There were ways in which they could have pushed the envelope further. At The Sense Network we believe that “If you’re not creating with your future consumer, you’re not creating for them“. So we would have looked to include even more diversity.
If we were recruiting for a project like this we include:
As you can see from this hypothetical list, we would have broadened the collaboration pool even further. We would have expanded beyond specialists from the cookbook world who may be blinded by what has worked before. We would incorporate future consumers with extreme perspectives.
When you listen to the judges’ feedback in the final, it is clear that they share some common beliefs in what consumers want.
This way of thinking is based on past data and current market trends (Peak A), rather than a future-proofed perspective (Peak B).
It is in the incorporation of diverse perspectives that they would find latent needs that are currently being underserved by Penguin Michael Joseph and other major publishers.

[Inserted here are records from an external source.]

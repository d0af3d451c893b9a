//! Services
//!
//! Business logic: the model gateway, the analysis orchestrator, suggestion
//! application, the upload boundary, and the per-document session controller.

pub mod gateway;
pub mod orchestrator;
pub mod session;
pub mod suggestions;
pub mod upload;

#[cfg(test)]
pub(crate) mod testing;

pub use gateway::{GatewaySettings, ModelGateway, ParseIssue};
pub use orchestrator::{route_tab, AnalysisOrchestrator, RunOutcome, ScanHandle, SharedSession};
pub use session::DocumentSession;
pub use suggestions::{ApplyAllReport, ApplyOutcome};
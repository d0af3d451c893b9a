//! File Upload Boundary
//!
//! Reads a user-chosen file fully into memory and base64-encodes it for
//! transcription. The declared MIME type comes from the file extension; the
//! content itself is not inspected.

use std::path::Path;

use base64::{engine::general_purpose::STANDARD as BASE64, Engine};
use serde::{Deserialize, Serialize};

use crate::utils::error::{AppError, AppResult};

/// Extensions the upload trigger offers besides images
pub const DOCUMENT_EXTENSIONS: &[&str] = &["pdf", "doc", "docx", "txt"];

/// Inline request payloads above this size are rejected by the model service
pub const MAX_UPLOAD_BYTES: usize = 20 * 1024 * 1024;

/// A file ready to be sent for transcription
#[derive(Debug, Clone, PartialEq, Eq, Serialize, Deserialize)]
#[serde(rename_all = "camelCase")]
pub struct UploadedFile {
    pub file_name: String,
    pub mime_type: String,
    /// Base64 of the raw bytes
    #[serde(skip_serializing)]
    pub data: String,
    pub size: usize,
}

/// Guess the MIME type from the file name.
pub fn mime_type_for(path: &Path) -> String {
    mime_guess::from_path(path).first_or_octet_stream().to_string()
}

/// Whether the upload trigger would offer this file
pub fn is_accepted(path: &Path) -> bool {
    let ext = path
        .extension()
        .and_then(|e| e.to_str())
        .map(|e| e.to_ascii_lowercase())
        .unwrap_or_default();
    DOCUMENT_EXTENSIONS.contains(&ext.as_str()) || mime_type_for(path).starts_with("image/")
}

/// Encode bytes that are already in memory.
pub fn encode_upload(file_name: &str, bytes: &[u8], mime_type: &str) -> AppResult<UploadedFile> {
    if bytes.is_empty() {
        return Err(AppError::upload(format!("{} is empty", file_name)));
    }
    if bytes.len() > MAX_UPLOAD_BYTES {
        return Err(AppError::upload(format!(
            "{} is {} bytes, the limit is {}",
            file_name,
            bytes.len(),
            MAX_UPLOAD_BYTES
        )));
    }
    Ok(UploadedFile {
        file_name: file_name.to_string(),
        mime_type: mime_type.to_string(),
        data: BASE64.encode(bytes),
        size: bytes.len(),
    })
}

/// Read and encode a file from disk.
pub async fn read_upload(path: &Path) -> AppResult<UploadedFile> {
    let file_name = path
        .file_name()
        .and_then(|n| n.to_str())
        .ok_or_else(|| AppError::upload(format!("Invalid file path: {}", path.display())))?
        .to_string();

    if !is_accepted(path) {
        tracing::warn!(file = %file_name, "Uploading a file type the picker would not offer");
    }

    let bytes = tokio::fs::read(path).await?;
    let mime_type = mime_type_for(path);
    tracing::debug!(file = %file_name, mime = %mime_type, bytes = bytes.len(), "Read upload");
    encode_upload(&file_name, &bytes, &mime_type)
}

This show featured Jamie Oliver who represented an unmet need when he launched his career. In a landscape of traditional chefs like Delia Smith and Rich Stein, he was delivering accessible food that didn’t require preparation skills, exotic ingredients, or exact measurements. He has shaped the modern landscape of home cooking.
Publishing his book, ‘The Naked Chef‘, back in 2000 was Peak B Thinking.
Only time will tell if the winner of The Great Cookbook Challenge will be a dud, an incremental step forward, or a breakthrough in the cookbook market.
My guess, for what it is worth, is that it will sell relatively well (because of the TV exposure), but it will not find a permanent place in people’s kitchens.